Addition of Thiazolidinediones to GLUCOVANCE Therapy
In a 24-week, double-blind, multicenter U.S. clinical trial, patients with type 2 diabetes not adequately controlled on current oral antihyperglycemic therapy (either monotherapy or combination therapy) were first switched to open label GLUCOVANCE 2.5 mg/500 mg tablets and titrated to a maximum daily dose of 10 mg/2000 mg. A total of 365 patients inadequately controlled (HbA1c >7.0% and ≤10%) after 10 to 12 weeks of a daily GLUCOVANCE dose of at least 7.5 mg/1500 mg were randomized to receive add-on therapy with rosiglitazone 4 mg or placebo once daily. After 8 weeks, the rosiglitazone dose was increased to a maximum of 8 mg daily as needed to reach a target mean daily glucose of 126 mg/dL or HbA1c <7%. Trial data at 24 weeks or the last prior visit are summarized in Table 4.
|
Placebo + GLUCOVANCE |
Rosiglitazone + GLUCOVANCE |
|
|---|---|---|
| a Adjusted for the baseline mean difference | ||
| b p<0.001 | ||
|
Mean
Final Dose GLUCOVANCE Rosiglitazone |
10
mg/1992 mg 0 mg |
9.6
mg/1914 mg 7.4 mg |
| Hemoglobin A1c | N=178 | N=177 |
| Baseline Mean (%) | 8.09 | 8.14 |
| Final Mean | 8.21 | 7.23 |
| Difference from Placeboa | −1.02b | |
| Fasting Plasma Glucose | N=181 | N=176 |
| Baseline Mean (mg/dL) | 173.1 | 178.4 |
| Final Mean | 181.4 | 136.3 |
| Difference from Placeboa | −48.5b | |
|
Body
Weight Mean Change from Baseline |
+0.03 kg | +3.03 kg |
| Final HbA1c Distribution (%) | N=178 | N=177 |
| <7% | 13.5% | 42.4% |
| ≥7% and <8% | 32.0% | 38.4% |
| ≥8% | 54.5% | 19.2% |
For patients who did not achieve adequate glycemic control on GLUCOVANCE, the addition of rosiglitazone, compared to placebo, resulted in significant lowering of HbA1c and FPG.

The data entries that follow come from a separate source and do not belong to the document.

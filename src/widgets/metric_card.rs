/// Metric card: a bordered label with a value and an optional unit suffix

use ratatui::{
    buffer::Buffer,
    layout::Rect,
    style::{Color, Modifier, Style},
    text::{Line, Span},
    widgets::{Block, Borders, Paragraph, Widget},
};
use std::fmt;

/// A card value: numbers use the shortest float formatting (42.0 shows as "42")
#[derive(Debug, Clone, PartialEq)]
pub enum MetricValue {
    Number(f64),
    Text(String),
}

impl fmt::Display for MetricValue {
    fn fmt(&self, f: &mut fmt::Formatter<'_>) -> fmt::Result {
        match self {
            MetricValue::Number(n) => write!(f, "{}", n),
            MetricValue::Text(s) => f.write_str(s),
        }
    }
}

impl From<f64> for MetricValue {
    fn from(value: f64) -> Self {
        MetricValue::Number(value)
    }
}

impl From<i64> for MetricValue {
    fn from(value: i64) -> Self {
        MetricValue::Number(value as f64)
    }
}

impl From<i32> for MetricValue {
    fn from(value: i32) -> Self {
        MetricValue::Number(value.into())
    }
}

impl From<&str> for MetricValue {
    fn from(value: &str) -> Self {
        MetricValue::Text(value.to_string())
    }
}

impl From<String> for MetricValue {
    fn from(value: String) -> Self {
        MetricValue::Text(value)
    }
}

#[derive(Debug, Clone)]
pub struct MetricCard<'a> {
    title: &'a str,
    value: MetricValue,
    unit: Option<&'a str>,
    value_style: Style,
}

impl<'a> MetricCard<'a> {
    pub fn new(title: &'a str, value: impl Into<MetricValue>) -> Self {
        Self {
            title,
            value: value.into(),
            unit: None,
            value_style: Style::default().fg(Color::White),
        }
    }

    pub fn unit(mut self, unit: &'a str) -> Self {
        self.unit = Some(unit);
        self
    }

    pub fn value_style(mut self, style: Style) -> Self {
        self.value_style = style;
        self
    }

    pub fn title(&self) -> &str {
        self.title
    }

    /// Value as displayed, unit included
    pub fn value_text(&self) -> String {
        match self.unit {
            Some(unit) => format!("{}{}", self.value, unit),
            None => self.value.to_string(),
        }
    }
}

impl Widget for MetricCard<'_> {
    fn render(self, area: Rect, buf: &mut Buffer) {
        let mut value_spans = vec![Span::styled(
            self.value.to_string(),
            self.value_style.add_modifier(Modifier::BOLD),
        )];
        if let Some(unit) = self.unit {
            value_spans.push(Span::styled(unit, Style::default().fg(Color::Gray)));
        }

        let lines = vec![
            Line::from(Span::styled(self.title, Style::default().fg(Color::Gray))),
            Line::from(value_spans),
        ];

        Paragraph::new(lines)
            .block(Block::default().borders(Borders::ALL))
            .render(area, buf);
    }
}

How Supplied / Storage and Handling
GLUCOVANCE® (Glyburide and Metformin HCl) Tablets
GLUCOVANCE 2.5 mg/500 mg tablet is a pale orange, capsule-shaped, bevel-edged, biconvex, film-coated tablet with "BMS" debossed on one side and "6073" debossed on the opposite side.
| GLUCOVANCE |
|
|
| Glyburide (mg) | Metformin hydrochloride (mg) | Bottle of 100 |
| 2.5 | 500 | NDC 54868-4609-1 |
STORAGE
Store at temperatures up to 25°C (77°F). [See USP Controlled Room Temperature.]

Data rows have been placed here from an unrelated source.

#[cfg(test)]
mod tests {
    use super::*;
    use ratatui::{backend::TestBackend, Terminal};

    fn draw(view: &DashboardView, width: u16, height: u16) -> String {
        let mut terminal = Terminal::new(TestBackend::new(width, height)).unwrap();
        let dashboard = Dashboard::new();
        terminal.draw(|f| dashboard.render(f, view)).unwrap();

        let buffer = terminal.backend().buffer();
        buffer.content
            .chunks(width as usize)
            .map(|row| row.iter().map(|cell| cell.symbol()).collect::<String>())
            .collect::<Vec<_>>()
            .join("\n")
    }

    fn view<'a>(metrics: &'a SystemMetrics, history: &'a [ChartData], logs: &'a [String]) -> DashboardView<'a> {
        DashboardView {
            metrics,
            status: SimulationStatus::Inactive,
            history,
            logs,
            events: &[],
            status_message: None,
            report: None,
            report_scroll: 0,
            mode: "unwired",
            show_help: false,
        }
    }

    #[test]
    fn test_action_keys() {
        assert_eq!(Dashboard::action_for_key(KeyCode::Char('s')), Some(DashboardAction::Start));
        assert_eq!(Dashboard::action_for_key(KeyCode::Char('x')), Some(DashboardAction::Stop));
        assert_eq!(Dashboard::action_for_key(KeyCode::Char('g')), Some(DashboardAction::GenerateReport));
        assert_eq!(Dashboard::action_for_key(KeyCode::Char('q')), None);
        assert_eq!(Dashboard::action_for_key(KeyCode::Enter), None);
    }

    #[test]
    fn test_renders_cards_and_status() {
        let metrics = SystemMetrics { cpu: 42.0, memory: 63.46, disk: 10.0, network: 1.5 };
        let screen = draw(&view(&metrics, &[], &[]), 100, 24);

        assert!(screen.contains("SecureSimLab Monitor"));
        assert!(screen.contains("INACTIVE"));
        assert!(screen.contains("CPU"));
        assert!(screen.contains("42%"));
        assert!(screen.contains("63.5%"));
        assert!(screen.contains("1.5MB/s"));
        assert!(screen.contains("No samples"));
        assert!(screen.contains("No log lines"));
        assert!(screen.contains("No events"));
        assert!(screen.contains("[q]uit"));
    }

    #[test]
    fn test_renders_message_logs_and_help() {
        let metrics = SystemMetrics::default();
        let history = vec![
            ChartData { time: "10:00:00".to_string(), cpu: 10.0, memory: 20.0 },
            ChartData { time: "10:00:02".to_string(), cpu: 30.0, memory: 40.0 },
        ];
        let logs = vec!["INFO simulation running".to_string()];
        let mut v = view(&metrics, &history, &logs);
        v.status = SimulationStatus::Error;
        v.status_message = Some("Start failed: connection refused");
        v.mode = "live";

        let screen = draw(&v, 120, 30);
        assert!(screen.contains("ERROR"));
        assert!(screen.contains("Start failed: connection refused"));
        assert!(screen.contains("simulation running"));
        assert!(!screen.contains("No samples"));

        v.show_help = true;
        let screen = draw(&v, 120, 30);
        assert!(screen.contains("Keyboard Shortcuts"));
        assert!(screen.contains("forwarded to the simulation service"));
    }

    #[test]
    fn test_renders_in_tiny_terminal() {
        let metrics = SystemMetrics::default();
        // Must not panic when there is no room
        let _ = draw(&view(&metrics, &[], &[]), 10, 5);
    }

    #[test]
    fn test_renders_newest_events() {
        let metrics = SystemMetrics::default();
        let events: Vec<String> = (0..30).map(|i| format!("10:00:{:02} event {}", i, i)).collect();
        let mut v = view(&metrics, &[], &[]);
        v.events = &events;

        let screen = draw(&v, 120, 30);
        assert!(screen.contains("Events"));
        assert!(screen.contains("event 29"));
        assert!(!screen.contains("event 0 "));
        assert!(!screen.contains("No events"));
    }

    #[test]
    fn test_renders_report_overlay() {
        let metrics = SystemMetrics::default();
        let report = serde_json::json!({
            "metrics_summary": {"cpu_avg": 12.5},
            "timestamp": "2024-01-01T00:00:00"
        });
        let mut v = view(&metrics, &[], &[]);
        v.report = Some(&report);

        let screen = draw(&v, 120, 30);
        assert!(screen.contains("[Esc] close"));
        assert!(screen.contains("\"metrics_summary\": {"));
        assert!(screen.contains("\"cpu_avg\": 12.5"));

        // Scrolling past the first two lines hides them
        v.report_scroll = 2;
        let screen = draw(&v, 120, 30);
        assert!(!screen.contains("\"metrics_summary\""));
        assert!(screen.contains("\"cpu_avg\": 12.5"));
        assert!(screen.contains("\"timestamp\""));
    }
}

Dispense in light-resistant containers.
Patient Counseling Information
GLUCOVANCE
Patients should be informed of the potential risks and benefits of GLUCOVANCE and alternative modes of therapy. They should also be informed about the importance of adherence to dietary instructions; a regular exercise program; and regular testing of blood glucose, glycosylated hemoglobin, renal function, and hematologic parameters.
The risks of lactic acidosis associated with metformin therapy, its symptoms, and conditions that predispose to its development, as noted in the WARNINGS and PRECAUTIONS sections, should be explained to patients. Patients should be advised to discontinue GLUCOVANCE immediately and promptly notify their health practitioner if unexplained hyperventilation, myalgia, malaise, unusual somnolence, or other nonspecific symptoms occur. Once a patient is stabilized on any dose level of GLUCOVANCE, gastrointestinal symptoms, which are common during initiation of metformin therapy, are unlikely to be drug related. Later occurrence of gastrointestinal symptoms could be due to lactic acidosis or other serious disease.
The risks of hypoglycemia, its symptoms and treatment, and conditions that predispose to its development should be explained to patients and responsible family members.
Patients should be counseled against excessive alcohol intake, either acute or chronic, while receiving GLUCOVANCE. (See Patient Information printed below.)